El gobierno prácticamente obligó a los fieles a retroceder en el tiempo,  volver a  la Iglesia de las catacumbas de los primeros siglos del cristianismo y a celebrar el culto de manera clandestina, para todos los involucrados en el secreto funcionaba una red de información  y correos  muy eficaz de  manera tal que don Ricardo siempre estaba enterado de los movimientos y  actividades del padre y consecuentemente del día y hora en que se dirigía a celebrar  Misa al pueblo de Huásabas

Siendo un hombre  anciano, con la madurez que dan los años prudentemente intentaba apartar al padre de posibles encuentros con personas adversas al movimiento que pudieran ser peligrosas para su persona.

 El padre Luis Barceló junto con el obispo de Sonora Monseñor Navarrete y Guerrero fue de los hombres más buscados por el gobierno de Rodolfo Elías

En lo personal me inclino a creer que el gobernador no tenía la menor  intención de capturar al obispo ni  a sus  sacerdotes, mucho menos formar un juicio en su contra, sino hostigarlos y hacerles la vida imposible para que  se marcharan  del estado, sin embargo deseaba mantener el territorio en calma, tomando la experiencia de lo ocurrido en el centro del país donde la población civil se rebeló  y estalló  una sangrienta guerra civil en contra de las autoridades por los atropellos cometidos, tales como los juicios sumarios realizados en contra del clero y el fusilamientos de algunos clérigos, lo cual los convirtió en mártires y ocasionó la ira de la población.

 A fin de evitar esas manifestaciones de rebeldía, se limitó a  acosar al clero y así mantener el estado en paz,  por otra parte a diferencia de los perseguidos el estado poseía recursos ilimitados para sostener ese acoso a largo plazo o si lo requería podía utilizar en su contra toda su fuerza.  

En Granados hubo dos muertos, esto refuerza mi teoría, sin embargo ninguna persona fue castigada por el asesinato del presidente municipal, ni la otra persona muerta,  además  toda la fuerza beligerante que se levantó en armas fue perdonada a condición de que entregaran las armas, la razón de mantener el estado  tranquilo y en calma, según algunos, fue porque en ese tiempo Rodolfo Elías fue  considerado uno de los presidenciales por ser hijo de quien era.

Esto no demerita en nada la inquebrantable decisión del obispo Navarrete y Guerrero de permanecer en las líneas del frente, padeciendo todo tipo de penurias y sufrimientos  al lado de sus feligreses y  sacerdotes, cumpliendo con su deber de pastor en esos difíciles momentos, expresada con su frase legendaria: “de Sonora al cielo”.  También hay que resaltar la prudencia del obispo, el cual nunca cayó en provocaciones, ni antes ni después de la persecución se refirió a sus perseguidores en términos duros, ni magnificó el sufrimiento ocasionado por causa de ésta.
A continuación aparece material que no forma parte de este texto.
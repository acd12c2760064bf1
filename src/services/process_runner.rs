use crate::errors::{EnhancerError, EnhancerResult};
use crate::structs::analysis_request::AnalysisRequest;
use crate::structs::run_outcome::RunOutcome;
use crate::traits::analysis_executor::AnalysisExecutor;
use async_trait::async_trait;
use std::process::Stdio;
use std::time::Duration;
use tokio::io::AsyncReadExt;
use tokio::process::Command;
use tokio::sync::watch;

/// Launches exactly one external process per request and captures both
/// output streams to completion, timeout or cancellation.
pub struct ProcessRunner;

impl ProcessRunner {
    pub fn new() -> Self {
        Self
    }
}

impl Default for ProcessRunner {
    fn default() -> Self {
        Self::new()
    }
}

/// Resolves once the cancel flag flips to true; never resolves otherwise.
async fn cancelled(mut cancel: watch::Receiver<bool>) {
    loop {
        if *cancel.borrow() {
            return;
        }
        if cancel.changed().await.is_err() {
            // Sender gone without cancelling: this run can no longer be
            // superseded, so park forever and let the other branches win.
            std::future::pending::<()>().await;
        }
    }
}

#[async_trait]
impl AnalysisExecutor for ProcessRunner {
    async fn execute(
        &self,
        request: &AnalysisRequest,
        timeout: Duration,
        cancel: watch::Receiver<bool>,
    ) -> EnhancerResult<RunOutcome> {
        let program = request.program.to_string_lossy().to_string();

        let mut command = Command::new(&request.program);
        command
            .args(&request.args)
            .stdin(Stdio::null())
            .stdout(Stdio::piped())
            .stderr(Stdio::piped())
            .kill_on_drop(true);

        log::debug!("🚀 spawning {} {}", program, request.args.join(" "));

        let mut child = command
            .spawn()
            .map_err(|e| EnhancerError::launch(&program, &e.to_string()))?;

        let mut stdout_pipe = child.stdout.take();
        let mut stderr_pipe = child.stderr.take();

        let stdout_task = tokio::spawn(async move {
            let mut buf = String::new();
            if let Some(pipe) = stdout_pipe.as_mut() {
                let _ = pipe.read_to_string(&mut buf).await;
            }
            buf
        });
        let stderr_task = tokio::spawn(async move {
            let mut buf = String::new();
            if let Some(pipe) = stderr_pipe.as_mut() {
                let _ = pipe.read_to_string(&mut buf).await;
            }
            buf
        });

        enum WaitResult {
            Exited(std::process::ExitStatus),
            TimedOut,
            Cancelled,
        }

        let waited = tokio::select! {
            status = child.wait() => {
                WaitResult::Exited(status.map_err(|e| {
                    EnhancerError::system("waiting for analysis process", &e.to_string())
                })?)
            }
            _ = tokio::time::sleep(timeout) => WaitResult::TimedOut,
            _ = cancelled(cancel) => WaitResult::Cancelled,
        };

        match waited {
            WaitResult::TimedOut => {
                log::warn!(
                    "⏱️ analysis of {} exceeded {} ms, terminating",
                    request.target.display(),
                    timeout.as_millis()
                );
                let _ = child.kill().await;
                let _ = child.wait().await;
                Ok(RunOutcome::TimedOut)
            }
            WaitResult::Cancelled => {
                log::debug!(
                    "🛑 analysis of {} superseded, terminating",
                    request.target.display()
                );
                let _ = child.kill().await;
                let _ = child.wait().await;
                Ok(RunOutcome::Cancelled)
            }
            WaitResult::Exited(status) => {
                let stdout = stdout_task.await.unwrap_or_default();
                let stderr = stderr_task.await.unwrap_or_default();

                if status.success() {
                    Ok(RunOutcome::Completed { stdout, stderr })
                } else {
                    Ok(RunOutcome::Failed {
                        exit_code: status.code().unwrap_or(-1),
                        stderr,
                    })
                }
            }
        }
    }
}
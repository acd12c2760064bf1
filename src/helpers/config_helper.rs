use crate::config::constants;
use crate::services::model_catalog;

pub struct ConfigHelper;

impl ConfigHelper {
    pub fn default_delay_ms() -> u64 {
        constants::DEFAULT_ANALYSIS_DELAY_MS
    }

    pub fn default_max_file_size_bytes() -> u64 {
        constants::DEFAULT_MAX_FILE_SIZE_BYTES
    }

    pub fn default_timeout_secs() -> u64 {
        constants::DEFAULT_RUN_TIMEOUT_SECS
    }

    pub fn default_security_scan() -> bool {
        true
    }

    pub fn default_performance_scan() -> bool {
        true
    }

    pub fn default_max_workers() -> usize {
        constants::DEFAULT_MAX_WORKERS
    }

    pub fn default_model_sequence() -> Vec<String> {
        model_catalog::DEFAULT_MODEL_SEQUENCE
            .iter()
            .map(|m| m.to_string())
            .collect()
    }

    pub fn default_ollama_host() -> String {
        constants::DEFAULT_OLLAMA_HOST.to_string()
    }

    pub fn default_request_timeout_secs() -> u64 {
        constants::DEFAULT_AI_REQUEST_TIMEOUT_SECS
    }

    pub fn default_max_retries() -> u32 {
        constants::DEFAULT_MAX_RETRIES
    }

    pub fn default_retry_delay_secs() -> u64 {
        constants::DEFAULT_RETRY_DELAY_SECS
    }

    pub fn default_analyzer_args() -> Vec<String> {
        vec![
            "analyze".to_string(),
            "--format".to_string(),
            "json".to_string(),
        ]
    }
}
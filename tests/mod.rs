mod pipeline;
mod support;
use std::path::PathBuf;

pub const DEFAULT_ANALYSIS_DELAY_MS: u64 = 1000;
pub const DEFAULT_MAX_FILE_SIZE_BYTES: u64 = 10 * 1024 * 1024;
pub const DEFAULT_RUN_TIMEOUT_SECS: u64 = 120;
pub const DEFAULT_MAX_WORKERS: usize = 2;

pub const DEFAULT_OLLAMA_HOST: &str = "http://localhost:11434";
pub const DEFAULT_AI_REQUEST_TIMEOUT_SECS: u64 = 120;
pub const DEFAULT_MAX_RETRIES: u32 = 3;
pub const DEFAULT_RETRY_DELAY_SECS: u64 = 2;

pub const OLLAMA_HOST_ENV: &str = "OLLAMA_HOST";
pub const OLLAMA_TIMEOUT_ENV: &str = "OLLAMA_TIMEOUT";

pub const MAX_LINE_LENGTH: usize = 120;

/// Metric names recognized in line-oriented analyzer output.
pub const METRIC_KEYS: &[&str] = &[
    "total_lines",
    "code_lines",
    "comment_lines",
    "blank_lines",
    "docstring_lines",
    "file_size_bytes",
];

pub const SUPPORTED_FILE_EXTENSIONS: &[(&str, &str)] = &[
    ("rs", "rust"),
    ("js", "javascript"),
    ("jsx", "javascript"),
    ("ts", "typescript"),
    ("tsx", "typescript"),
    ("py", "python"),
    ("java", "java"),
    ("cpp", "cpp"),
    ("cc", "cpp"),
    ("cxx", "cpp"),
    ("c", "c"),
    ("h", "c"),
    ("hpp", "c"),
    ("go", "go"),
    ("php", "php"),
    ("rb", "ruby"),
    ("sh", "shell"),
    ("lua", "lua"),
    ("sql", "sql"),
];

pub fn language_for_extension(ext: &str) -> Option<&'static str> {
    let ext = ext.to_lowercase();
    SUPPORTED_FILE_EXTENSIONS
        .iter()
        .find(|(e, _)| *e == ext)
        .map(|(_, lang)| *lang)
}

/// Directories skipped when walking a directory target.
pub const IGNORED_DIRS: &[&str] = &[
    ".git",
    "target",
    "node_modules",
    "dist",
    "build",
    "__pycache__",
    ".venv",
    "venv",
    ".idea",
    ".vscode",
];

pub fn default_scratch_dir() -> PathBuf {
    std::env::temp_dir().join("enhancer")
}
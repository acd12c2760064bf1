use crate::config::constants::language_for_extension;
use crate::enums::validation_reason::ValidationReason;
use crate::structs::config::analysis_config::AnalysisConfig;
use std::path::Path;

#[derive(Debug, Clone, Copy, PartialEq, Eq)]
pub enum ValidationOutcome {
    Accepted,
    Rejected(ValidationReason),
}

impl ValidationOutcome {
    pub fn is_accepted(&self) -> bool {
        matches!(self, Self::Accepted)
    }
}

/// Eligibility check run before any process is spawned. Pure; rejections are
/// a tagged outcome, not an error, so callers can warn instead of crash.
///
/// The three checks are independent predicates: each looks at one aspect of
/// the input and none feeds into another. The first failing check, in the
/// order extension → size → encoding, names the rejection.
pub fn validate(path: &Path, content: &[u8], config: &AnalysisConfig) -> ValidationOutcome {
    if !check_extension(path, &config.languages) {
        return ValidationOutcome::Rejected(ValidationReason::BadExtension);
    }
    if !check_size(content, config.max_file_size_bytes) {
        return ValidationOutcome::Rejected(ValidationReason::TooLarge);
    }
    if !check_encoding(content) {
        return ValidationOutcome::Rejected(ValidationReason::BadEncoding);
    }
    ValidationOutcome::Accepted
}

/// Extension must map to a supported language; when a language filter is
/// configured, that language must also be in it.
pub fn check_extension(path: &Path, language_filter: &[String]) -> bool {
    let Some(ext) = path.extension().map(|e| e.to_string_lossy().to_string()) else {
        return false;
    };
    let Some(language) = language_for_extension(&ext) else {
        return false;
    };
    language_filter.is_empty() || language_filter.iter().any(|l| l.eq_ignore_ascii_case(language))
}

pub fn check_size(content: &[u8], max_bytes: u64) -> bool {
    content.len() as u64 <= max_bytes
}

pub fn check_encoding(content: &[u8]) -> bool {
    std::str::from_utf8(content).is_ok()
}

#[cfg(test)]
mod tests {
    use super::*;
    use std::path::PathBuf;

    fn config() -> AnalysisConfig {
        AnalysisConfig::default()
    }

    #[test]
    fn accepts_a_small_python_file() {
        let outcome = validate(Path::new("a.py"), b"print('hi')\n", &config());
        assert!(outcome.is_accepted());
    }

    #[test]
    fn rejects_unknown_extensions() {
        let outcome = validate(Path::new("a.bin"), b"data", &config());
        assert_eq!(
            outcome,
            ValidationOutcome::Rejected(ValidationReason::BadExtension)
        );
    }

    #[test]
    fn rejects_extensionless_paths() {
        assert!(!check_extension(&PathBuf::from("Makefile"), &[]));
    }

    #[test]
    fn rejects_oversized_content() {
        let mut cfg = config();
        cfg.max_file_size_bytes = 8;
        let outcome = validate(Path::new("a.py"), b"123456789", &cfg);
        assert_eq!(
            outcome,
            ValidationOutcome::Rejected(ValidationReason::TooLarge)
        );
    }

    #[test]
    fn rejects_invalid_utf8() {
        let outcome = validate(Path::new("a.py"), &[0xff, 0xfe, 0x00], &config());
        assert_eq!(
            outcome,
            ValidationOutcome::Rejected(ValidationReason::BadEncoding)
        );
    }

    #[test]
    fn language_filter_narrows_eligibility() {
        let filter = vec!["python".to_string()];
        assert!(check_extension(Path::new("a.py"), &filter));
        assert!(!check_extension(Path::new("a.rs"), &filter));
    }

    /// Altering one check's input never changes the other checks' verdicts.
    #[test]
    fn checks_are_independent() {
        let big = vec![b'x'; 32];
        let bad_utf8 = vec![0xff; 32];

        // Same content, different extension: size and encoding verdicts hold.
        assert_eq!(check_size(&big, 16), check_size(&big, 16));
        assert!(!check_encoding(&bad_utf8));
        assert!(check_extension(Path::new("a.py"), &[]));
        assert!(!check_extension(Path::new("a.unknown"), &[]));

        // Bad encoding does not affect the size verdict and vice versa.
        assert!(check_size(&bad_utf8, 64));
        assert!(!check_size(&bad_utf8, 16));
        assert!(!check_encoding(&bad_utf8));
    }
}
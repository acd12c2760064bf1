use serde::{Deserialize, Serialize};

#[derive(Debug, Clone, Copy, PartialEq, Eq, Hash, Serialize, Deserialize)]
pub enum FindingCategory {
    #[serde(rename = "security")]
    Security,
    #[serde(rename = "performance")]
    Performance,
    #[serde(rename = "quality")]
    Quality,
    #[serde(rename = "style")]
    Style,
}

impl FindingCategory {
    pub fn from_token(token: &str) -> Self {
        match token.to_lowercase().as_str() {
            "security" => Self::Security,
            "performance" => Self::Performance,
            "style" => Self::Style,
            _ => Self::Quality,
        }
    }

    pub fn label(&self) -> &'static str {
        match self {
            Self::Security => "security",
            Self::Performance => "performance",
            Self::Quality => "quality",
            Self::Style => "style",
        }
    }
}

impl Default for FindingCategory {
    fn default() -> Self {
        FindingCategory::Quality
    }
}
use crate::helpers::config_helper::ConfigHelper;
use serde::{Deserialize, Serialize};

#[derive(Debug, Deserialize, Serialize, Clone)]
pub struct AnalysisConfig {
    /// Quiet period before a burst of edits triggers one analysis run.
    #[serde(default = "ConfigHelper::default_delay_ms")]
    pub delay_ms: u64,

    #[serde(default = "ConfigHelper::default_max_file_size_bytes")]
    pub max_file_size_bytes: u64,

    /// Per-run budget for the external analysis process.
    #[serde(default = "ConfigHelper::default_timeout_secs")]
    pub timeout_secs: u64,

    #[serde(default = "ConfigHelper::default_security_scan")]
    pub security_scan: bool,

    #[serde(default = "ConfigHelper::default_performance_scan")]
    pub performance_scan: bool,

    /// Language filter; empty means every supported language is eligible.
    #[serde(default)]
    pub languages: Vec<String>,

    /// Bound on concurrent analyses during directory batch runs.
    #[serde(default = "ConfigHelper::default_max_workers")]
    pub max_workers: usize,

    /// Extra directories allowed for analysis on top of home/tmp/cwd.
    #[serde(default)]
    pub safe_dirs: Vec<String>,
}

impl Default for AnalysisConfig {
    fn default() -> Self {
        Self {
            delay_ms: ConfigHelper::default_delay_ms(),
            max_file_size_bytes: ConfigHelper::default_max_file_size_bytes(),
            timeout_secs: ConfigHelper::default_timeout_secs(),
            security_scan: ConfigHelper::default_security_scan(),
            performance_scan: ConfigHelper::default_performance_scan(),
            languages: Vec::new(),
            max_workers: ConfigHelper::default_max_workers(),
            safe_dirs: Vec::new(),
        }
    }
}
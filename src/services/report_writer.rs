use crate::enums::report_format::ReportFormat;
use crate::structs::file_report::FileReport;
use serde_json::json;
use std::fmt::Write;

/// Renders a report in the line protocol consumed downstream: `key: number`
/// metrics and `[SEVERITY] message` findings for text, one JSON object per
/// line for the structured interchange.
pub fn render(report: &FileReport, format: ReportFormat) -> String {
    match format {
        ReportFormat::Text => render_text(report),
        ReportFormat::Json => render_json(report),
    }
}

fn render_text(report: &FileReport) -> String {
    let mut out = String::new();
    let _ = writeln!(out, "target: {}", report.target);
    if let Some(model) = &report.model {
        let _ = writeln!(out, "model: {}", model);
    }

    let m = &report.metrics;
    let _ = writeln!(out, "total_lines: {}", m.total_lines);
    let _ = writeln!(out, "code_lines: {}", m.code_lines);
    let _ = writeln!(out, "comment_lines: {}", m.comment_lines);
    let _ = writeln!(out, "blank_lines: {}", m.blank_lines);
    let _ = writeln!(out, "docstring_lines: {}", m.docstring_lines);
    let _ = writeln!(out, "file_size_bytes: {}", m.file_size_bytes);

    for finding in &report.findings {
        // The text form carries the location inside the message; only the
        // JSON form encodes it as a field.
        if finding.line > 1 {
            let _ = writeln!(
                out,
                "[{}] {} (line {})",
                finding.severity.tag(),
                finding.message,
                finding.line
            );
        } else {
            let _ = writeln!(out, "[{}] {}", finding.severity.tag(), finding.message);
        }
    }

    for suggestion in &report.suggestions {
        let _ = writeln!(out, "suggestion: {}", suggestion);
    }

    out
}

fn render_json(report: &FileReport) -> String {
    let mut out = String::new();

    let header = json!({ "target": report.target, "model": report.model });
    let _ = writeln!(out, "{}", header);

    let _ = writeln!(out, "{}", json!({ "metrics": report.metrics }));

    for finding in &report.findings {
        let _ = writeln!(out, "{}", serde_json::to_string(finding).unwrap_or_default());
    }

    for suggestion in &report.suggestions {
        let _ = writeln!(out, "{}", json!({ "suggestion": suggestion }));
    }

    out
}
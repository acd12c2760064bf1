use crate::structs::config::ai_config::AiConfig;
use crate::structs::config::analysis_config::AnalysisConfig;
use crate::structs::config::analyzer_config::AnalyzerConfig;
use serde::{Deserialize, Serialize};

#[derive(Debug, Deserialize, Serialize, Clone, Default)]
pub struct Config {
    #[serde(default)]
    pub analysis: AnalysisConfig,

    #[serde(default)]
    pub ai: AiConfig,

    #[serde(default)]
    pub analyzer: AnalyzerConfig,
}
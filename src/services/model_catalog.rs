use once_cell::sync::Lazy;
use std::collections::HashMap;

/// Models servable by a local Ollama daemon.
pub const OLLAMA_MODELS: &[&str] = &[
    "enhancer-llama:latest",
    "codestral:latest",
    "qwen2.5-coder:latest",
    "deepseek-r1:latest",
    "phi4:latest",
    "command-r7b:latest",
    "llama3.2:latest",
    "llama3.3:latest",
    "olmo2:latest",
    "codellama:latest",
    "mistral:latest",
    "mixtral:latest",
    "gemma2:latest",
    "qwen2:latest",
    "deepseek-coder:latest",
    "codegemma:latest",
    "wizardcoder:latest",
    "phind-codellama:latest",
    "starcoder:latest",
];

pub const GROQ_MODELS: &[&str] = &[
    "mixtral-8x7b-32768",
    "llama3-70b-8192",
    "llama3-8b-8192",
];

pub const OPENAI_MODELS: &[&str] = &["gpt-4", "gpt-4-turbo-preview", "gpt-3.5-turbo"];

pub const ANTHROPIC_MODELS: &[&str] = &[
    "claude-3-opus-20240229",
    "claude-3-sonnet-20240229",
    "claude-2.1",
];

pub const GOOGLE_MODELS: &[&str] = &["gemini-pro", "gemini-pro-vision"];

/// Fallback order when no model is requested explicitly.
pub const DEFAULT_MODEL_SEQUENCE: &[&str] = &[
    "enhancer-llama:latest",
    "codestral:latest",
    "qwen2.5-coder:latest",
    "deepseek-r1:latest",
    "phi4:latest",
    "command-r7b:latest",
    "llama3.2:latest",
    "olmo2:latest",
];

pub const PROVIDERS: &[(&str, &[&str])] = &[
    ("ollama", OLLAMA_MODELS),
    ("groq", GROQ_MODELS),
    ("openai", OPENAI_MODELS),
    ("anthropic", ANTHROPIC_MODELS),
    ("google", GOOGLE_MODELS),
];

static PROVIDER_INDEX: Lazy<HashMap<&'static str, &'static str>> = Lazy::new(|| {
    let mut index = HashMap::new();
    for (provider, models) in PROVIDERS {
        for model in *models {
            index.insert(*model, *provider);
        }
    }
    index
});

pub fn all_models() -> Vec<&'static str> {
    PROVIDERS.iter().flat_map(|(_, models)| models.iter().copied()).collect()
}

pub fn models_for_provider(provider: &str) -> &'static [&'static str] {
    PROVIDERS
        .iter()
        .find(|(name, _)| name.eq_ignore_ascii_case(provider))
        .map(|(_, models)| *models)
        .unwrap_or(&[])
}

pub fn provider_for_model(model: &str) -> Option<&'static str> {
    PROVIDER_INDEX.get(model).copied()
}

pub fn is_ollama_model(model: &str) -> bool {
    provider_for_model(model) == Some("ollama")
}

#[cfg(test)]
mod tests {
    use super::*;

    #[test]
    fn default_sequence_is_all_ollama() {
        for model in DEFAULT_MODEL_SEQUENCE {
            assert!(is_ollama_model(model), "{} should be an ollama model", model);
        }
    }

    #[test]
    fn provider_lookup_covers_every_table() {
        assert_eq!(provider_for_model("gpt-4"), Some("openai"));
        assert_eq!(provider_for_model("gemini-pro"), Some("google"));
        assert_eq!(provider_for_model("claude-2.1"), Some("anthropic"));
        assert_eq!(provider_for_model("no-such-model"), None);
    }

    #[test]
    fn all_models_has_no_duplicates() {
        let models = all_models();
        let unique: std::collections::HashSet<_> = models.iter().collect();
        assert_eq!(models.len(), unique.len());
    }
}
No obstante, el clero sonorense ignoraba esto y en aquellos días andaba a salto de mata, el padre Luis Barceló, siempre se caracterizó por poseer una extraordinaria sangre fría y un temple de acero que le permitió salir airoso, resolver y enfrentar todo tipo de dificultades, tomó la persecución religiosa a chacota y hacía de ella bromas y burlas que hacían reír a los que permanecieron fieles a la causa en aquellos difíciles momentos.

El corrido

Este es el contexto histórico que sirvió de base para inspirar el corrido titulado “Corrido de la Gavilla de Francisco López” mejor conocido como el corrido de los cristeros, desconozco la música, pero se le oyó cantar hace muchos años  a un personaje celebérrimo y  muy conocido en Huásabas llamado Juan Ramón, el cual  reunía todos los atributos en grado sumo que todos llevamos o debemos llevar, me refiero a los de  músico, poeta y loco, no al otro que según se dice,  se provocó el mismo por un amor que no fructificó.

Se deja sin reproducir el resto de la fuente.